Besides helping to lower carbon emissions, the continued growth of cheap natural gas-fired power generation in the United States in 2016 seems to be lowering residential electric bills as well.

Based on data collected through the first half of 2016, U.S. residential electricity prices are trending down for the first time in over a decade, according to the Energy Information Administration’s (EIA) “Today in Energy” note published Thursday.

Through six months “residential customers paid on average 12.4 cents/kWh, or 0.7% lower than the same period last year,” EIA wrote. “If this trend continues for the rest of 2016, annual average residential electricity prices would decline for the first time since 2002. Over the past five years, nominal residential prices have increased an average of 1.9% annually, about the same rate as overall inflation.”

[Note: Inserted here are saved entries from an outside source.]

//! Account ranking - top suspicious accounts
//!
//! Groups the fraudulent records by account identity, folds per-account
//! score statistics, and ranks the aggregates by a three-key rule:
//! average score descending (with an epsilon tie-rule), then transaction
//! count descending, then account id ascending.

use std::cmp::Ordering;
use std::collections::HashMap;

use serde::Serialize;
use tracing::debug;

use antiscam_core::TransactionRecord;

use crate::config::AnalyticsConfig;

/// Per-account rollup, rebuilt from scratch on every ranking call.
#[derive(Debug, Clone, PartialEq, Serialize)]
pub struct AccountAggregate {
    /// Account identifier, or the record-level fallback where absent.
    pub id: String,
    pub total_score: f64,
    pub count: usize,
    /// `total_score / count`; kept current as each member is folded in.
    pub avg_score: f64,
    pub max_score: f64,
    /// Display ids of contributing transactions, in first-seen order.
    pub transactions: Vec<String>,
}

impl AccountAggregate {
    fn new(id: String) -> Self {
        Self {
            id,
            total_score: 0.0,
            count: 0,
            avg_score: 0.0,
            max_score: 0.0,
            transactions: Vec::new(),
        }
    }

    fn fold(&mut self, record: &TransactionRecord) {
        self.total_score += record.fraud_score;
        self.count += 1;
        self.avg_score = self.total_score / self.count as f64;
        self.max_score = self.max_score.max(record.fraud_score);
        self.transactions.push(record.display_transaction_id());
    }
}

/// Rank accounts by suspiciousness and truncate to the configured limit.
///
/// Grouping key equality is exact string match on the display account id.
/// Ordering, most desirable first:
/// 1. `avg_score` descending; two averages within `avg_score_epsilon` of
///    each other count as tied
/// 2. `count` descending
/// 3. `id` ascending, lexicographic
///
/// Empty input yields an empty vector.
pub fn rank_accounts(
    records: &[TransactionRecord],
    config: &AnalyticsConfig,
) -> Vec<AccountAggregate> {
    let mut aggregates: Vec<AccountAggregate> = Vec::new();
    let mut slots: HashMap<String, usize> = HashMap::new();

    for record in records {
        let id = record.display_account_id();
        let slot = *slots.entry(id.clone()).or_insert_with(|| {
            aggregates.push(AccountAggregate::new(id));
            aggregates.len() - 1
        });
        aggregates[slot].fold(record);
    }

    let eps = config.avg_score_epsilon;
    aggregates.sort_by(|a, b| {
        if (b.avg_score - a.avg_score).abs() > eps {
            return b
                .avg_score
                .partial_cmp(&a.avg_score)
                .unwrap_or(Ordering::Equal);
        }
        b.count.cmp(&a.count).then_with(|| a.id.cmp(&b.id))
    });
    aggregates.truncate(config.top_accounts_limit);

    debug!(
        records = records.len(),
        accounts = aggregates.len(),
        "ranked suspicious accounts"
    );
    aggregates
}

/// Top `limit` suspicious accounts with the default tie-break epsilon.
pub fn top_suspicious_accounts(
    records: &[TransactionRecord],
    limit: usize,
) -> Vec<AccountAggregate> {
    rank_accounts(
        records,
        &AnalyticsConfig {
            top_accounts_limit: limit,
            ..AnalyticsConfig::default()
        },
    )
}
//! AntiScam Analytics Engine
//!
//! Pure, stateless aggregation over a scored result set. The presentation
//! layer calls into this crate on every state change; nothing here mutates
//! its input or holds state between calls.
//!
//! ```text
//! ResultSet.fraudulent_transactions
//!     ├── risk::classify ──────► RiskTier (per record)
//!     │       ├──► ranker::top_suspicious_accounts (top-N aggregates)
//!     │       └──► distribution::risk_distribution (tier tallies)
//!     └── sort::sorted_view(records, SortState) ──► ordered copy
//! ```
//!
//! ## Key components
//!
//! - [`risk::RiskTier`] - Fixed-threshold score classification
//! - [`ranker`] - Per-account rollups with epsilon-aware tie-breaks
//! - [`distribution::RiskDistribution`] - All-four-tiers tally
//! - [`sort`] - Stable, direction-toggling column sort
//! - [`config::AnalyticsConfig`] - Tunable epsilon and top-N limit
//!
//! ## Error model
//!
//! There is none. Every operation is total over well-formed input; malformed
//! numeric fields are a caller contract violation and simply follow IEEE
//! float semantics (NaN comparisons count as ties, they never panic).

pub mod config;
pub mod distribution;
pub mod ranker;
pub mod risk;
pub mod sort;

pub use config::AnalyticsConfig;
pub use distribution::{percentage, risk_distribution, RiskDistribution};
pub use ranker::{rank_accounts, top_suspicious_accounts, AccountAggregate};
pub use risk::{classify, RiskTier};
pub use sort::{sorted_view, SortDirection, SortState};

Residential ratepayers “in most areas of the country are seeing lower retail electricity prices this year compared with the same time last year,” and the availability of cheap natural gas has been one of the main catalysts, EIA said. “Over the first six months of 2016, the weighted average cost of natural gas delivered to electricity generators was $2.58/MMBtu, 28% lower than the first half of 2015.”

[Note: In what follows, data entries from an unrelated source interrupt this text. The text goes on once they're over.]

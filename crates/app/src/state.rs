//! Dashboard application state
//!
//! The single mutable state in the system. Replaced or mutated wholesale by
//! explicit user actions (new upload, column click, row selection); every
//! read is a pure delegation into the analytics engine over the currently
//! loaded result set.

use serde::{Deserialize, Serialize};
use tracing::info;

use antiscam_analytics::{
    percentage, rank_accounts, risk_distribution, sorted_view, AccountAggregate, AnalyticsConfig,
    RiskDistribution, RiskTier, SortState,
};
use antiscam_core::{ResultSet, SortKey, TransactionRecord};

/// Headline counters for the summary cards.
#[derive(Debug, Clone, Copy, Default, PartialEq, Eq, Serialize, Deserialize)]
pub struct Summary {
    pub total: usize,
    pub fraudulent: usize,
    pub legitimate: usize,
}

/// Serializable state owned by the presentation layer.
///
/// Lifecycle: [`DashboardState::load_results`] replaces the result set and
/// resets sort and selection; `toggle_sort` and the selection methods are
/// the only other mutations. Nothing here is persisted across uploads.
#[derive(Debug, Clone, Default, Serialize, Deserialize)]
pub struct DashboardState {
    /// Currently loaded scoring response, if any.
    pub results: Option<ResultSet>,
    /// Active column sort.
    pub sort: SortState,
    /// Record id of the transaction open in the detail view.
    pub selected: Option<usize>,
    /// Explanation text fetched for the selected transaction.
    pub explanation: Option<String>,
    /// Ranking/tie-break tuning.
    #[serde(default)]
    pub config: AnalyticsConfig,
}

impl DashboardState {
    pub fn new() -> Self {
        Self::default()
    }

    // === Mutations (user actions) ===

    /// Replace the loaded result set wholesale. Sort state and selection do
    /// not survive a new upload.
    pub fn load_results(&mut self, results: ResultSet) {
        info!(
            total = results.total_transactions,
            fraudulent = results.fraudulent_count,
            mock = results.mock_mode,
            "loaded result set"
        );
        self.results = Some(results);
        self.sort = SortState::default();
        self.selected = None;
        self.explanation = None;
    }

    /// Column click: toggles direction on the active column, resets to
    /// ascending on a new one.
    pub fn toggle_sort(&mut self, key: SortKey) {
        self.sort.select(key);
    }

    /// Open the detail view for the record with this id.
    pub fn select_transaction(&mut self, id: usize) {
        self.selected = Some(id);
        self.explanation = None;
    }

    pub fn set_explanation(&mut self, text: String) {
        self.explanation = Some(text);
    }

    /// Close the detail view.
    pub fn clear_selection(&mut self) {
        self.selected = None;
        self.explanation = None;
    }

    // === Reads (pure, delegate to the analytics engine) ===

    fn fraudulent(&self) -> &[TransactionRecord] {
        self.results
            .as_ref()
            .map(|r| r.fraudulent_transactions.as_slice())
            .unwrap_or(&[])
    }

    pub fn selected_transaction(&self) -> Option<&TransactionRecord> {
        let id = self.selected?;
        self.fraudulent().iter().find(|r| r.id == id)
    }

    /// The fraudulent transactions in the current sort order.
    pub fn sorted_transactions(&self) -> Vec<TransactionRecord> {
        sorted_view(self.fraudulent(), &self.sort)
    }

    /// Top suspicious accounts under the configured limit and epsilon.
    pub fn top_accounts(&self) -> Vec<AccountAggregate> {
        rank_accounts(self.fraudulent(), &self.config)
    }

    pub fn distribution(&self) -> RiskDistribution {
        risk_distribution(self.fraudulent())
    }

    /// Tier shares of the fraudulent count, most severe first. An empty
    /// result set yields four zero percentages.
    pub fn distribution_percentages(&self) -> Vec<(RiskTier, f64)> {
        let denominator = self
            .results
            .as_ref()
            .map(|r| r.fraudulent_count)
            .unwrap_or(0);
        self.distribution()
            .iter()
            .map(|(tier, count)| (tier, percentage(count, denominator)))
            .collect()
    }

    pub fn summary(&self) -> Summary {
        match &self.results {
            Some(results) => Summary {
                total: results.total_transactions,
                fraudulent: results.fraudulent_count,
                legitimate: results.legitimate_count(),
            },
            None => Summary::default(),
        }
    }
}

The New England region, coming off higher retail and wholesale power prices between 2013 and 2014, has seen residential prices fall by 6% through the first six months of 2016, averaging around 19.2 cents/kWh, EIA said. “Improved supplies of natural gas into the region, along with lower natural gas prices, have contributed to the region’s declining retail electricity rates so far in 2016.”

Noting a recent uptick in natural gas prices, EIA said its latest projections expect the average delivered cost of natural gas to be 27% higher in 2H2016 compared to 1H2016, with prices continuing to trend upward in 2017. Consequently, U.S. residential electricity prices are also expected to increase in 2017 by 3%, EIA said.

“Not all recent declines in electricity prices can be attributed to developments in natural gas markets,” EIA said. Hawaii, for example, uses petroleum in a number of its generating units, “and the falling cost of crude oil has contributed to a 12% decline in retail electricity prices so far in 2016.”

After natural gas overtook coal’s monthly share of U.S. electric generation for the first time in decades in 2015, power sector demand for gas has continued to increase in 2016 (see Daily GPI, Sept. 2).

The increased role of gas in the power stack has helped drive down greenhouse gas emissions, with U.S. carbon dioxide emissions falling below 2005 levels last year (see Daily GPI, May 9).

Even President Obama on Monday defended the role natural gas and unconventional shale development have played in addressing climate change (see Daily GPI, Oct. 4).